▶ **What you should do**
For the word "Duration", state the number of lines in the data that contain it, and nothing else.
────────────────────
//! Batch fetcher: one lookup request per batch, bounded cooldown retries on
//! rate limiting, and degradation of every other failure into "the whole
//! batch is unresolved".

use async_trait::async_trait;
use std::collections::HashMap;
use std::sync::Arc;
use std::time::Duration;
use tracing::{debug, info, warn};
use twitter_client::{Tweet, TwitterClient, TwitterError};

use crate::config::HydrateConfig;
use crate::error::{HydrateError, Result};
use crate::types::{HydratedRecord, TweetId};

/// Bulk tweet lookup used by the fetcher.
///
/// Implemented by [`TwitterClient`] and by `testing::MockLookup`.
#[async_trait]
pub trait TweetLookup: Send + Sync {
    /// Look up `ids` in a single request. Unresolvable ids are simply absent
    /// from the returned tweets.
    async fn lookup(&self, ids: &[TweetId]) -> twitter_client::Result<Vec<Tweet>>;
}

#[async_trait]
impl TweetLookup for TwitterClient {
    async fn lookup(&self, ids: &[TweetId]) -> twitter_client::Result<Vec<Tweet>> {
        Ok(self.lookup_tweets(ids).await?.data)
    }
}

#[async_trait]
impl<L: TweetLookup + ?Sized> TweetLookup for Arc<L> {
    async fn lookup(&self, ids: &[TweetId]) -> twitter_client::Result<Vec<Tweet>> {
        (**self).lookup(ids).await
    }
}

/// Result of fetching one batch.
#[derive(Debug, Clone, Default)]
pub struct BatchOutcome {
    /// One record per resolved id, in batch order.
    pub resolved: Vec<HydratedRecord>,
    /// Batch ids without a record, in batch order.
    pub unresolved: Vec<TweetId>,
    /// Cooldowns waited before the request went through.
    pub rate_limit_waits: u32,
    /// Set when a non-rate-limit failure marked the whole batch unresolved.
    pub failure: Option<String>,
}

impl BatchOutcome {
    /// Match returned tweets against the batch.
    fn from_lookup(batch: &[TweetId], tweets: Vec<Tweet>, rate_limit_waits: u32) -> Self {
        let mut by_id: HashMap<String, Tweet> =
            tweets.into_iter().map(|t| (t.id.clone(), t)).collect();

        let mut resolved = Vec::with_capacity(by_id.len());
        let mut unresolved = Vec::new();
        for id in batch {
            match by_id.remove(id.as_str()) {
                Some(tweet) => resolved.push(HydratedRecord::from_tweet(id.clone(), tweet)),
                None => unresolved.push(id.clone()),
            }
        }

        if !by_id.is_empty() {
            debug!(count = by_id.len(), "Ignoring tweets that were not requested");
        }

        Self {
            resolved,
            unresolved,
            rate_limit_waits,
            failure: None,
        }
    }

    fn failed(batch: &[TweetId], rate_limit_waits: u32, error: &TwitterError) -> Self {
        Self {
            resolved: Vec::new(),
            unresolved: batch.to_vec(),
            rate_limit_waits,
            failure: Some(error.to_string()),
        }
    }
}

pub struct BatchFetcher<L: TweetLookup> {
    lookup: L,
    cooldown: Duration,
    max_rate_limit_retries: u32,
}

impl<L: TweetLookup> BatchFetcher<L> {
    pub fn new(lookup: L, cooldown: Duration, max_rate_limit_retries: u32) -> Self {
        Self {
            lookup,
            cooldown,
            max_rate_limit_retries,
        }
    }

    pub fn from_config(lookup: L, config: &HydrateConfig) -> Self {
        Self::new(lookup, config.rate_limit_cooldown, config.max_rate_limit_retries)
    }

    /// Fetch one batch.
    ///
    /// Only [`HydrateError::RateLimitExhausted`] is returned as an error; the
    /// batch has then been neither resolved nor classified missing.
    pub async fn fetch(&self, batch: &[TweetId]) -> Result<BatchOutcome> {
        let mut waits = 0u32;

        loop {
            match self.lookup.lookup(batch).await {
                Ok(tweets) => return Ok(BatchOutcome::from_lookup(batch, tweets, waits)),
                Err(e) if e.is_rate_limited() => {
                    if waits >= self.max_rate_limit_retries {
                        warn!(
                            attempts = waits + 1,
                            "Rate limit persists after {} cooldowns, giving up on batch", waits
                        );
                        return Err(HydrateError::RateLimitExhausted { attempts: waits + 1 });
                    }
                    warn!("{}", e);
                    info!(
                        "Rate limit hit. Sleeping for {} seconds...",
                        self.cooldown.as_secs()
                    );
                    tokio::time::sleep(self.cooldown).await;
                    waits += 1;
                }
                Err(e) => {
                    warn!(size = batch.len(), "Error in batch processing: {}", e);
                    return Ok(BatchOutcome::failed(batch, waits, &e));
                }
            }
        }
    }
}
────────────────────
▶ **Task solution**
3